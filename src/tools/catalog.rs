//! Built-in tool catalog
//!
//! The command strings here are external-ecosystem facts (package names,
//! download URLs, probe invocations); the engine treats them as opaque
//! templates.

use crate::tools::{
    CatalogError, Category, CommandTemplate, InstallMethod, PackageNames, PresenceCheck,
    ToolCatalog, ToolOption, ToolSpec,
};

fn package(names: PackageNames) -> InstallMethod {
    InstallMethod::SystemPackage(names)
}

fn simple_package(
    name: &str,
    category: Category,
    summary: &str,
    probe: &str,
) -> Result<ToolSpec, CatalogError> {
    Ok(ToolSpec::new(
        name,
        category,
        summary,
        PresenceCheck::new(probe)?,
        package(PackageNames::same(name)),
    ))
}

pub fn builtin() -> Result<ToolCatalog, CatalogError> {
    let mut catalog = ToolCatalog::new();

    // -- system tools ------------------------------------------------------

    catalog.register(simple_package(
        "git",
        Category::SystemTools,
        "Distributed version control",
        "git --version",
    )?)?;

    catalog.register(simple_package(
        "curl",
        Category::SystemTools,
        "URL transfer client",
        "curl --version",
    )?)?;

    catalog.register(simple_package(
        "wget",
        Category::SystemTools,
        "Non-interactive network downloader",
        "wget --version",
    )?)?;

    catalog.register(simple_package(
        "jq",
        Category::SystemTools,
        "Command-line JSON processor",
        "jq --version",
    )?)?;

    catalog.register(simple_package(
        "htop",
        Category::SystemTools,
        "Interactive process viewer",
        "htop --version",
    )?)?;

    catalog.register(simple_package(
        "tmux",
        Category::SystemTools,
        "Terminal multiplexer",
        "tmux -V",
    )?)?;

    catalog.register(
        ToolSpec::new(
            "zsh",
            Category::SystemTools,
            "Z shell with optional plugin setup",
            PresenceCheck::new("zsh --version")?,
            package(PackageNames::same("zsh")),
        )
        .with_option(ToolOption {
            name: "oh-my-zsh".to_string(),
            steps: vec![CommandTemplate::parse(
                "git clone --depth 1 https://github.com/ohmyzsh/ohmyzsh.git {home}/.oh-my-zsh",
            )?],
            profile_lines: vec![r#"export ZSH="$HOME/.oh-my-zsh""#.to_string()],
        })
        .with_option(ToolOption {
            name: "zsh-autosuggestions".to_string(),
            steps: vec![CommandTemplate::parse(
                "git clone --depth 1 https://github.com/zsh-users/zsh-autosuggestions.git {home}/.zsh/zsh-autosuggestions",
            )?],
            profile_lines: vec![
                r#"source "$HOME/.zsh/zsh-autosuggestions/zsh-autosuggestions.zsh""#.to_string(),
            ],
        }),
    )?;

    catalog.register(ToolSpec::new(
        "docker",
        Category::SystemTools,
        "Container runtime",
        PresenceCheck::new("docker --version")?,
        package(PackageNames {
            debian: Some("docker.io".to_string()),
            rhel: Some("docker".to_string()),
            homebrew: Some("docker".to_string()),
        }),
    ))?;

    catalog.register(
        ToolSpec::new(
            "kubectl",
            Category::SystemTools,
            "Kubernetes command-line client",
            PresenceCheck::new("kubectl version --client")?,
            InstallMethod::Steps(vec![
                CommandTemplate::parse(
                    "curl -fsSLo /usr/local/bin/kubectl https://dl.k8s.io/release/v{version}/bin/linux/amd64/kubectl",
                )?
                .privileged(),
                CommandTemplate::parse("chmod 0755 /usr/local/bin/kubectl")?.privileged(),
            ]),
        )
        .with_uninstall(vec![
            CommandTemplate::parse("rm -f /usr/local/bin/kubectl")?.privileged(),
        ])
        .with_latest_url("https://dl.k8s.io/release/stable.txt"),
    )?;

    // -- python ------------------------------------------------------------

    catalog.register(
        ToolSpec::new(
            "pyenv",
            Category::Python,
            "Python version manager",
            PresenceCheck::new("{home}/.pyenv/bin/pyenv --version")?,
            InstallMethod::Steps(vec![CommandTemplate::parse(
                "git clone --depth 1 https://github.com/pyenv/pyenv.git {home}/.pyenv",
            )?]),
        )
        .with_uninstall(vec![CommandTemplate::parse("rm -rf {home}/.pyenv")?])
        .with_profile_line(r#"export PYENV_ROOT="$HOME/.pyenv""#)
        .with_profile_line(r#"export PATH="$PYENV_ROOT/bin:$PATH""#)
        .with_profile_line(r#"eval "$(pyenv init -)""#),
    )?;

    catalog.register(ToolSpec::new(
        "pip",
        Category::Python,
        "Python package installer",
        PresenceCheck::new("pip3 --version")?,
        package(PackageNames {
            debian: Some("python3-pip".to_string()),
            rhel: Some("python3-pip".to_string()),
            // macOS python ships pip alongside the interpreter
            homebrew: None,
        }),
    ))?;

    // -- ebpf --------------------------------------------------------------

    catalog.register(
        ToolSpec::new(
            "go",
            Category::Ebpf,
            "Go toolchain, required for eBPF program scaffolding",
            PresenceCheck::new("/usr/local/go/bin/go version")?,
            InstallMethod::Steps(vec![
                CommandTemplate::parse(
                    "curl -fsSLo /tmp/go{version}.linux-amd64.tar.gz https://go.dev/dl/go{version}.linux-amd64.tar.gz",
                )?,
                CommandTemplate::parse("rm -rf /usr/local/go")?.privileged(),
                CommandTemplate::parse(
                    "tar -C /usr/local -xzf /tmp/go{version}.linux-amd64.tar.gz",
                )?
                .privileged(),
            ]),
        )
        .with_uninstall(vec![CommandTemplate::parse("rm -rf /usr/local/go")?.privileged()])
        .with_latest_url("https://go.dev/VERSION?m=text")
        .with_profile_line(r#"export PATH="$PATH:/usr/local/go/bin""#),
    )?;

    catalog.register(ToolSpec::new(
        "clang",
        Category::Ebpf,
        "C compiler used to build eBPF objects",
        PresenceCheck::new("clang --version")?,
        package(PackageNames {
            debian: Some("clang".to_string()),
            rhel: Some("clang".to_string()),
            homebrew: Some("llvm".to_string()),
        }),
    ))?;

    catalog.register(ToolSpec::new(
        "bpftool",
        Category::Ebpf,
        "BPF object inspection and loading",
        PresenceCheck::new("bpftool version")?,
        package(PackageNames {
            debian: Some("bpftool".to_string()),
            rhel: Some("bpftool".to_string()),
            homebrew: None,
        }),
    ))?;

    catalog.register(ToolSpec::new(
        "libbpf",
        Category::Ebpf,
        "BPF loader library headers",
        PresenceCheck::new("pkg-config --modversion libbpf")?,
        package(PackageNames {
            debian: Some("libbpf-dev".to_string()),
            rhel: Some("libbpf-devel".to_string()),
            homebrew: None,
        }),
    ))?;

    Ok(catalog)
}
//! Error kinds for provisioning runs
//!
//! Two families: `FatalError` aborts the whole run, `ToolError` is scoped to
//! the single tool being processed and is captured into that tool's outcome.

use thiserror::Error;

use crate::fetch::FetchError;
use crate::platform::Platform;
use crate::process::ProcessError;
use crate::profile::ProfileError;

/// Errors fatal to an entire run.
#[derive(Debug, Error)]
pub enum FatalError {
    #[error("no supported package manager on this host (platform: {platform})")]
    UnsupportedPlatform { platform: Platform },

    #[error("package index refresh failed: {0}")]
    IndexRefresh(#[source] PackageManagerError),
}

/// Errors scoped to one tool. Never abort the batch; they become that
/// tool's `Failed` outcome.
#[derive(Debug, Error)]
pub enum ToolError {
    #[error("unknown tool: {name}")]
    UnknownTool { name: String },

    #[error("unknown choice {choice:?} for {tool}")]
    UnknownChoice { tool: String, choice: String },

    #[error("{tool} has no install method for platform {platform}")]
    NotAvailable { tool: String, platform: Platform },

    #[error("{tool} has no release metadata source to resolve a version from")]
    NoVersionSource { tool: String },

    #[error("step `{step}` failed: {detail}")]
    CommandFailed { step: String, detail: String },

    #[error("{tool} not found after install")]
    PresenceCheckFailed { tool: String },

    #[error(transparent)]
    Download(#[from] FetchError),

    #[error(transparent)]
    PackageManager(#[from] PackageManagerError),

    #[error(transparent)]
    Profile(#[from] ProfileError),
}

/// Package manager command failures, with the manager and package named.
#[derive(Debug, Error)]
pub enum PackageManagerError {
    #[error("{manager} index refresh failed: {detail}")]
    RefreshFailed {
        manager: &'static str,
        detail: String,
    },

    #[error("{manager} failed to install {package}: {detail}")]
    InstallFailed {
        manager: &'static str,
        package: String,
        detail: String,
    },

    #[error("{manager} failed to remove {package}: {detail}")]
    RemovalFailed {
        manager: &'static str,
        package: String,
        detail: String,
    },

    #[error(transparent)]
    Process(#[from] ProcessError),
}
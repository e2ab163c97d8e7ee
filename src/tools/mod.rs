//! Tool descriptors and the catalog
//!
//! A `ToolSpec` describes how to check for and install one tool across
//! platforms. The presence check is mandatory by construction; a tool
//! without one could not participate in idempotent skip logic.

use clap::ValueEnum;
use once_cell::sync::Lazy;
use regex::Regex;
use serde::{Deserialize, Serialize};
use std::collections::HashMap;
use std::fmt;
use thiserror::Error;

use crate::platform::Platform;
use crate::process::{CommandSpec, ProcessError, Runner};

pub mod catalog;

#[derive(Debug, Clone, Copy, PartialEq, Eq, Hash, Serialize, Deserialize, ValueEnum)]
#[serde(rename_all = "kebab-case")]
pub enum Category {
    SystemTools,
    Python,
    Ebpf,
}

impl fmt::Display for Category {
    fn fmt(&self, f: &mut fmt::Formatter<'_>) -> fmt::Result {
        match self {
            Category::SystemTools => write!(f, "system-tools"),
            Category::Python => write!(f, "python"),
            Category::Ebpf => write!(f, "ebpf"),
        }
    }
}

#[derive(Debug, Error)]
pub enum CatalogError {
    #[error("invalid command template `{template}`: {detail}")]
    InvalidTemplate { template: String, detail: String },

    #[error("invalid version pattern `{pattern}`: {detail}")]
    InvalidPattern { pattern: String, detail: String },

    #[error("duplicate tool: {name}")]
    DuplicateTool { name: String },
}

/// Values substituted into command templates at render time.
#[derive(Debug, Clone, Copy)]
pub struct RenderVars<'a> {
    pub version: Option<&'a str>,
    pub home: &'a str,
}

/// One command in a tool's install/uninstall/probe sequence. Authored as a
/// single string, split once with shell-word rules; `{version}` and `{home}`
/// placeholders substitute per token.
#[derive(Debug, Clone, PartialEq, Eq)]
pub struct CommandTemplate {
    argv: Vec<String>,
    privileged: bool,
}

impl CommandTemplate {
    pub fn parse(template: &str) -> Result<Self, CatalogError> {
        let argv = shell_words::split(template).map_err(|e| CatalogError::InvalidTemplate {
            template: template.to_string(),
            detail: e.to_string(),
        })?;
        if argv.is_empty() {
            return Err(CatalogError::InvalidTemplate {
                template: template.to_string(),
                detail: "empty command".to_string(),
            });
        }
        Ok(Self {
            argv,
            privileged: false,
        })
    }

    pub fn privileged(mut self) -> Self {
        self.privileged = true;
        self
    }

    pub fn references_version(&self) -> bool {
        self.argv.iter().any(|token| token.contains("{version}"))
    }

    pub fn render(&self, vars: RenderVars<'_>) -> CommandSpec {
        let argv: Vec<String> = self
            .argv
            .iter()
            .map(|token| {
                let token = token.replace("{home}", vars.home);
                match vars.version {
                    Some(version) => token.replace("{version}", version),
                    None => token,
                }
            })
            .collect();
        let mut spec = CommandSpec::new(argv[0].clone(), argv[1..].to_vec());
        if self.privileged {
            spec = spec.privileged();
        }
        spec
    }

    /// Unrendered form, used as the step identity in failure reports.
    pub fn display(&self) -> String {
        shell_words::join(&self.argv)
    }
}

static DEFAULT_VERSION_PATTERN: Lazy<Regex> =
    Lazy::new(|| Regex::new(r"(\d+\.\d+[0-9A-Za-z.\-]*)").expect("default version pattern"));

/// Result of a presence probe.
#[derive(Debug, Clone, PartialEq, Eq)]
pub enum Presence {
    Present { version: Option<String> },
    Absent,
}

/// Command that reports whether a tool is installed and, ideally, its
/// version.
#[derive(Debug, Clone)]
pub struct PresenceCheck {
    probe: CommandTemplate,
    version_pattern: Option<Regex>,
}

impl PresenceCheck {
    pub fn new(template: &str) -> Result<Self, CatalogError> {
        Ok(Self {
            probe: CommandTemplate::parse(template)?,
            version_pattern: None,
        })
    }

    pub fn with_version_pattern(mut self, pattern: &str) -> Result<Self, CatalogError> {
        let regex = Regex::new(pattern).map_err(|e| CatalogError::InvalidPattern {
            pattern: pattern.to_string(),
            detail: e.to_string(),
        })?;
        self.version_pattern = Some(regex);
        Ok(self)
    }

    pub fn step_name(&self) -> String {
        self.probe.display()
    }

    /// Run the probe. A missing probe binary means the tool is absent, not
    /// an error.
    pub async fn run(
        &self,
        runner: &Runner,
        vars: RenderVars<'_>,
    ) -> Result<Presence, ProcessError> {
        let spec = self.probe.render(RenderVars {
            version: None,
            ..vars
        });
        let output = match runner.run(&spec).await {
            Ok(output) => output,
            Err(e) if e.is_not_found() => return Ok(Presence::Absent),
            Err(e) => return Err(e),
        };

        if !output.success() {
            return Ok(Presence::Absent);
        }

        let pattern = self
            .version_pattern
            .as_ref()
            .unwrap_or(&DEFAULT_VERSION_PATTERN);
        // some tools print their version banner to stderr
        let version = pattern
            .captures(&output.stdout)
            .or_else(|| pattern.captures(&output.stderr))
            .and_then(|caps| caps.get(1))
            .map(|m| normalize_version(m.as_str()).to_string());

        Ok(Presence::Present { version })
    }
}

/// Strip known tag prefixes so equivalent version spellings compare equal
/// (`go1.21.3` and `v1.21.3` both read as `1.21.3`).
pub fn normalize_version(raw: &str) -> &str {
    let raw = raw.trim();
    for prefix in ["go", "v"] {
        if let Some(rest) = raw.strip_prefix(prefix) {
            if rest.starts_with(|c: char| c.is_ascii_digit()) {
                return rest;
            }
        }
    }
    raw
}

/// Package name per platform family. `None` means the tool cannot be
/// installed from that platform's package manager.
#[derive(Debug, Clone, Default)]
pub struct PackageNames {
    pub debian: Option<String>,
    pub rhel: Option<String>,
    pub homebrew: Option<String>,
}

impl PackageNames {
    /// The common case: the package has the same name everywhere.
    pub fn same(name: &str) -> Self {
        Self {
            debian: Some(name.to_string()),
            rhel: Some(name.to_string()),
            homebrew: Some(name.to_string()),
        }
    }

    pub fn for_platform(&self, platform: Platform) -> Option<&str> {
        match platform {
            Platform::DebianLike => self.debian.as_deref(),
            Platform::RhelLike(_) => self.rhel.as_deref(),
            Platform::MacHomebrew => self.homebrew.as_deref(),
            Platform::Unknown => None,
        }
    }
}

#[derive(Debug, Clone)]
pub enum InstallMethod {
    /// Installed through the platform package manager.
    SystemPackage(PackageNames),
    /// Ordered command steps, for tools outside the package ecosystems
    /// (toolchain tarballs, git checkouts).
    Steps(Vec<CommandTemplate>),
}

impl InstallMethod {
    pub fn needs_version(&self) -> bool {
        match self {
            InstallMethod::SystemPackage(_) => false,
            InstallMethod::Steps(steps) => steps.iter().any(CommandTemplate::references_version),
        }
    }
}

/// A pre-resolved sub-choice (e.g. which zsh plugin to set up). The engine
/// never prompts; the caller supplies the chosen option name.
#[derive(Debug, Clone)]
pub struct ToolOption {
    pub name: String,
    pub steps: Vec<CommandTemplate>,
    pub profile_lines: Vec<String>,
}

/// Static descriptor of how to check for and install one tool.
#[derive(Debug, Clone)]
pub struct ToolSpec {
    pub name: String,
    pub category: Category,
    pub summary: String,
    pub presence: PresenceCheck,
    pub install: InstallMethod,
    pub uninstall: Vec<CommandTemplate>,
    pub latest_url: Option<String>,
    pub default_version: Option<String>,
    pub profile_lines: Vec<String>,
    pub options: Vec<ToolOption>,
}

impl ToolSpec {
    pub fn new(
        name: &str,
        category: Category,
        summary: &str,
        presence: PresenceCheck,
        install: InstallMethod,
    ) -> Self {
        Self {
            name: name.to_string(),
            category,
            summary: summary.to_string(),
            presence,
            install,
            uninstall: Vec::new(),
            latest_url: None,
            default_version: None,
            profile_lines: Vec::new(),
            options: Vec::new(),
        }
    }

    pub fn with_uninstall(mut self, steps: Vec<CommandTemplate>) -> Self {
        self.uninstall = steps;
        self
    }

    pub fn with_latest_url(mut self, url: &str) -> Self {
        self.latest_url = Some(url.to_string());
        self
    }

    pub fn with_default_version(mut self, version: &str) -> Self {
        self.default_version = Some(version.to_string());
        self
    }

    pub fn with_profile_line(mut self, line: &str) -> Self {
        self.profile_lines.push(line.to_string());
        self
    }

    pub fn with_option(mut self, option: ToolOption) -> Self {
        self.options.push(option);
        self
    }

    pub fn option(&self, name: &str) -> Option<&ToolOption> {
        self.options.iter().find(|o| o.name == name)
    }
}

/// Registry of tool descriptors, keyed by name.
pub struct ToolCatalog {
    tools: Vec<ToolSpec>,
    index: HashMap<String, usize>,
}

impl ToolCatalog {
    pub fn new() -> Self {
        Self {
            tools: Vec::new(),
            index: HashMap::new(),
        }
    }

    /// The catalog shipped with the binary.
    pub fn builtin() -> Result<Self, CatalogError> {
        catalog::builtin()
    }

    pub fn register(&mut self, spec: ToolSpec) -> Result<(), CatalogError> {
        if self.index.contains_key(&spec.name) {
            return Err(CatalogError::DuplicateTool { name: spec.name });
        }
        self.index.insert(spec.name.clone(), self.tools.len());
        self.tools.push(spec);
        Ok(())
    }

    pub fn get(&self, name: &str) -> Option<&ToolSpec> {
        self.index.get(name).map(|&i| &self.tools[i])
    }

    pub fn iter(&self) -> impl Iterator<Item = &ToolSpec> {
        self.tools.iter()
    }

    pub fn in_category(&self, category: Category) -> impl Iterator<Item = &ToolSpec> {
        self.tools.iter().filter(move |t| t.category == category)
    }

    pub fn len(&self) -> usize {
        self.tools.len()
    }

    pub fn is_empty(&self) -> bool {
        self.tools.is_empty()
    }
}

impl Default for ToolCatalog {
    fn default() -> Self {
        Self::new()
    }
}
//! Bounded-retry fetch of release version metadata
//!
//! Network-dependent steps retry a fixed number of times with fixed backoff,
//! then fail. Nothing here retries indefinitely.

use std::future::Future;
use std::time::Duration;
use thiserror::Error;

use crate::config::RetryPolicy;

#[derive(Debug, Error)]
pub enum FetchError {
    #[error("download failed after {attempts} attempts: {url} ({detail})")]
    Exhausted {
        url: String,
        attempts: u32,
        detail: String,
    },
}

/// Run `op` up to `policy.max_attempts` times, sleeping `policy.delay`
/// between attempts. Returns the last error with the attempt count.
pub async fn with_retry<T, E, F, Fut>(policy: &RetryPolicy, mut op: F) -> Result<T, (u32, E)>
where
    E: std::fmt::Display,
    F: FnMut(u32) -> Fut,
    Fut: Future<Output = Result<T, E>>,
{
    let max_attempts = policy.max_attempts.max(1);
    let mut attempt = 0;
    loop {
        attempt += 1;
        match op(attempt).await {
            Ok(value) => return Ok(value),
            Err(error) if attempt >= max_attempts => return Err((attempt, error)),
            Err(error) => {
                tracing::warn!(attempt, max_attempts, %error, "attempt failed, retrying");
                tokio::time::sleep(policy.delay).await;
            }
        }
    }
}

/// Resolves `latest` version markers from release metadata endpoints
/// (e.g. the go.dev VERSION endpoint or the Kubernetes stable.txt file).
pub struct VersionFetcher {
    client: reqwest::Client,
    retry: RetryPolicy,
}

impl VersionFetcher {
    pub fn new(retry: RetryPolicy) -> Self {
        let client = reqwest::Client::builder()
            .timeout(Duration::from_secs(30))
            .user_agent(concat!("rigup/", env!("CARGO_PKG_VERSION")))
            .build()
            .unwrap_or_else(|_| reqwest::Client::new());
        Self { client, retry }
    }

    /// Fetch the endpoint and return the first whitespace-delimited token of
    /// the body, which is the version string for the endpoints we consume.
    pub async fn latest_version(&self, url: &str) -> Result<String, FetchError> {
        let client = &self.client;
        let result = with_retry(&self.retry, |_attempt| async move {
            let body = client
                .get(url)
                .send()
                .await
                .and_then(|r| r.error_for_status())
                .map_err(|e| e.to_string())?
                .text()
                .await
                .map_err(|e| e.to_string())?;
            body.split_whitespace()
                .next()
                .map(str::to_string)
                .ok_or_else(|| "empty response body".to_string())
        })
        .await;

        match result {
            Ok(version) => {
                tracing::debug!(url, version, "resolved latest version");
                Ok(version)
            }
            Err((attempts, detail)) => Err(FetchError::Exhausted {
                url: url.to_string(),
                attempts,
                detail,
            }),
        }
    }
}

#[cfg(test)]
mod tests {
    use super::*;
    use std::sync::atomic::{AtomicU32, Ordering};

    fn fast_policy(max_attempts: u32) -> RetryPolicy {
        RetryPolicy {
            max_attempts,
            delay: Duration::from_millis(1),
        }
    }

    #[tokio::test]
    async fn always_failing_op_is_attempted_exactly_max_times() {
        let attempts = AtomicU32::new(0);
        let policy = fast_policy(4);

        let result: Result<(), (u32, String)> = with_retry(&policy, |_| {
            let attempts = &attempts;
            async move {
                attempts.fetch_add(1, Ordering::SeqCst);
                Err("refused".to_string())
            }
        })
        .await;

        let (reported, _) = result.unwrap_err();
        assert_eq!(attempts.load(Ordering::SeqCst), 4);
        assert_eq!(reported, 4);
    }

    #[tokio::test]
    async fn succeeds_without_exhausting_attempts() {
        let attempts = AtomicU32::new(0);
        let policy = fast_policy(5);

        let result: Result<u32, (u32, String)> = with_retry(&policy, |attempt| {
            let attempts = &attempts;
            async move {
                attempts.fetch_add(1, Ordering::SeqCst);
                if attempt < 3 {
                    Err("not yet".to_string())
                } else {
                    Ok(attempt)
                }
            }
        })
        .await;

        assert_eq!(result.unwrap(), 3);
        assert_eq!(attempts.load(Ordering::SeqCst), 3);
    }

    #[tokio::test]
    async fn zero_max_attempts_still_runs_once() {
        let attempts = AtomicU32::new(0);
        let policy = fast_policy(0);

        let result: Result<(), (u32, String)> = with_retry(&policy, |_| {
            let attempts = &attempts;
            async move {
                attempts.fetch_add(1, Ordering::SeqCst);
                Err("no".to_string())
            }
        })
        .await;

        assert!(result.is_err());
        assert_eq!(attempts.load(Ordering::SeqCst), 1);
    }
}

PROBLEM:
Look above for the line with "pub async fn with_retry<T, E, F, Fut>(policy: &RetryPolicy, mut" and the line with "pub struct VersionFetcher". Write out those two lines and all the lines between them, exactly, and no others.

TASK OUTPUT:
pub async fn with_retry<T, E, F, Fut>(policy: &RetryPolicy, mut op: F) -> Result<T, (u32, E)>
where
    E: std::fmt::Display,
    F: FnMut(u32) -> Fut,
    Fut: Future<Output = Result<T, E>>,
{
    let max_attempts = policy.max_attempts.max(1);
    let mut attempt = 0;
    loop {
        attempt += 1;
        match op(attempt).await {
            Ok(value) => return Ok(value),
            Err(error) if attempt >= max_attempts => return Err((attempt, error)),
            Err(error) => {
                tracing::warn!(attempt, max_attempts, %error, "attempt failed, retrying");
                tokio::time::sleep(policy.delay).await;
            }
        }
    }
}

/// Resolves `latest` version markers from release metadata endpoints
/// (e.g. the go.dev VERSION endpoint or the Kubernetes stable.txt file).
pub struct VersionFetcher {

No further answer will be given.